● **TASK INSTRUCTIONS**: Repeat each entry below exactly as it stands.

[Dataset entries]
<<<<
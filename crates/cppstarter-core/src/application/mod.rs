//! Application layer for cppstarter.
//!
//! This layer contains:
//! - **Services**: Use case orchestration (ScaffoldService, BuildService, PromptService)
//! - **Ports**: Interface definitions (traits) for external dependencies
//! - **Errors**: Application-specific error types
//!
//! The application layer coordinates the domain layer but holds no template
//! content and performs no I/O itself.

pub mod error;
pub mod ports;
pub mod services;

// Re-export main services
pub use services::{
    BuildService, FailurePolicy, PromptService, ScaffoldReport, ScaffoldService, StepKind,
    StepOutcome, StepStatus,
};

// Re-export port traits (for adapter implementation)
pub use ports::{CommandRunner, Filesystem, TemplateStore};

pub use error::ApplicationError;
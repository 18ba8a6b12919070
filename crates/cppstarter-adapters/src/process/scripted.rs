//! Recording runner for tests.

use std::{
    collections::VecDeque,
    sync::{Arc, Mutex},
};

use cppstarter_core::{
    application::{ApplicationError, ports::CommandRunner},
    domain::Invocation,
    error::ScaffoldResult,
};

/// A runner that never spawns anything.
///
/// Every invocation is recorded. Exit codes are taken from a queue filled
/// with [`ScriptedRunner::then_exit`]; once the queue is empty each call
/// exits with 0. [`ScriptedRunner::unavailable`] builds a runner whose
/// program can never be started.
#[derive(Debug, Clone, Default)]
pub struct ScriptedRunner {
    inner: Arc<Mutex<ScriptedInner>>,
}

#[derive(Debug, Default)]
struct ScriptedInner {
    calls: Vec<Invocation>,
    codes: VecDeque<i32>,
    unavailable: bool,
}

impl ScriptedRunner {
    pub fn new() -> Self {
        Self::default()
    }

    /// Every call fails as if the program were not installed.
    pub fn unavailable() -> Self {
        let runner = Self::default();
        if let Ok(mut inner) = runner.inner.lock() {
            inner.unavailable = true;
        }
        runner
    }

    /// Queue the exit code for the next call.
    pub fn then_exit(self, code: i32) -> Self {
        if let Ok(mut inner) = self.inner.lock() {
            inner.codes.push_back(code);
        }
        self
    }

    /// Invocations seen so far, in order.
    pub fn calls(&self) -> Vec<Invocation> {
        self.inner
            .lock()
            .map(|inner| inner.calls.clone())
            .unwrap_or_default()
    }
}

impl CommandRunner for ScriptedRunner {
    fn run(&self, invocation: &Invocation) -> ScaffoldResult<i32> {
        let mut inner = self
            .inner
            .lock()
            .map_err(|_| ApplicationError::StoreLockError)?;
        inner.calls.push(invocation.clone());

        if inner.unavailable {
            return Err(ApplicationError::SpawnFailed {
                command: invocation.display(),
                reason: "No such file or directory".into(),
            }
            .into());
        }

        Ok(inner.codes.pop_front().unwrap_or(0))
    }
}

#[cfg(test)]
mod tests {
    use super::*;

    #[test]
    fn codes_are_consumed_in_order() {
        let runner = ScriptedRunner::new().then_exit(2).then_exit(3);
        let inv = Invocation::new("make");
        assert_eq!(runner.run(&inv).unwrap(), 2);
        assert_eq!(runner.run(&inv).unwrap(), 3);
        assert_eq!(runner.run(&inv).unwrap(), 0);
        assert_eq!(runner.calls().len(), 3);
    }

    #[test]
    fn unavailable_records_and_fails() {
        let runner = ScriptedRunner::unavailable();
        assert!(runner.run(&Invocation::new("git").arg("init")).is_err());
        assert_eq!(runner.calls()[0].display(), "git init");
    }
}
//! Process adapters.

mod scripted;
mod system;

pub use scripted::ScriptedRunner;
pub use system::SystemRunner;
>>>>
● **SOLVED PROBLEM**:
filename crates/cppstarter-core/src/application/mod.rs
//! Application layer for cppstarter.
//!
//! This layer contains:
//! - **Services**: Use case orchestration (ScaffoldService, BuildService, PromptService)
//! - **Ports**: Interface definitions (traits) for external dependencies
//! - **Errors**: Application-specific error types
//!
//! The application layer coordinates the domain layer but holds no template
//! content and performs no I/O itself.

pub mod error;
pub mod ports;
pub mod services;

// Re-export main services
pub use services::{
    BuildService, FailurePolicy, PromptService, ScaffoldReport, ScaffoldService, StepKind,
    StepOutcome, StepStatus,
};

// Re-export port traits (for adapter implementation)
pub use ports::{CommandRunner, Filesystem, TemplateStore};

pub use error::ApplicationError;
repository 18ba8a6b12919070
filename crates/cppstarter-adapters/src/process/scripted.rs
//! Recording runner for tests.

use std::{
    collections::VecDeque,
    sync::{Arc, Mutex},
};

use cppstarter_core::{
    application::{ApplicationError, ports::CommandRunner},
    domain::Invocation,
    error::ScaffoldResult,
};

/// A runner that never spawns anything.
///
/// Every invocation is recorded. Exit codes are taken from a queue filled
/// with [`ScriptedRunner::then_exit`]; once the queue is empty each call
/// exits with 0. [`ScriptedRunner::unavailable`] builds a runner whose
/// program can never be started.
#[derive(Debug, Clone, Default)]
pub struct ScriptedRunner {
    inner: Arc<Mutex<ScriptedInner>>,
}

#[derive(Debug, Default)]
struct ScriptedInner {
    calls: Vec<Invocation>,
    codes: VecDeque<i32>,
    unavailable: bool,
}

impl ScriptedRunner {
    pub fn new() -> Self {
        Self::default()
    }

    /// Every call fails as if the program were not installed.
    pub fn unavailable() -> Self {
        let runner = Self::default();
        if let Ok(mut inner) = runner.inner.lock() {
            inner.unavailable = true;
        }
        runner
    }

    /// Queue the exit code for the next call.
    pub fn then_exit(self, code: i32) -> Self {
        if let Ok(mut inner) = self.inner.lock() {
            inner.codes.push_back(code);
        }
        self
    }

    /// Invocations seen so far, in order.
    pub fn calls(&self) -> Vec<Invocation> {
        self.inner
            .lock()
            .map(|inner| inner.calls.clone())
            .unwrap_or_default()
    }
}

impl CommandRunner for ScriptedRunner {
    fn run(&self, invocation: &Invocation) -> ScaffoldResult<i32> {
        let mut inner = self
            .inner
            .lock()
            .map_err(|_| ApplicationError::StoreLockError)?;
        inner.calls.push(invocation.clone());

        if inner.unavailable {
            return Err(ApplicationError::SpawnFailed {
                command: invocation.display(),
                reason: "No such file or directory".into(),
            }
            .into());
        }

        Ok(inner.codes.pop_front().unwrap_or(0))
    }
}

#[cfg(test)]
mod tests {
    use super::*;

    #[test]
    fn codes_are_consumed_in_order() {
        let runner = ScriptedRunner::new().then_exit(2).then_exit(3);
        let inv = Invocation::new("make");
        assert_eq!(runner.run(&inv).unwrap(), 2);
        assert_eq!(runner.run(&inv).unwrap(), 3);
        assert_eq!(runner.run(&inv).unwrap(), 0);
        assert_eq!(runner.calls().len(), 3);
    }

    #[test]
    fn unavailable_records_and_fails() {
        let runner = ScriptedRunner::unavailable();
        assert!(runner.run(&Invocation::new("git").arg("init")).is_err());
        assert_eq!(runner.calls()[0].display(), "git init");
    }
}
//! Process adapters.

mod scripted;
mod system;

pub use scripted::ScriptedRunner;
pub use system::SystemRunner;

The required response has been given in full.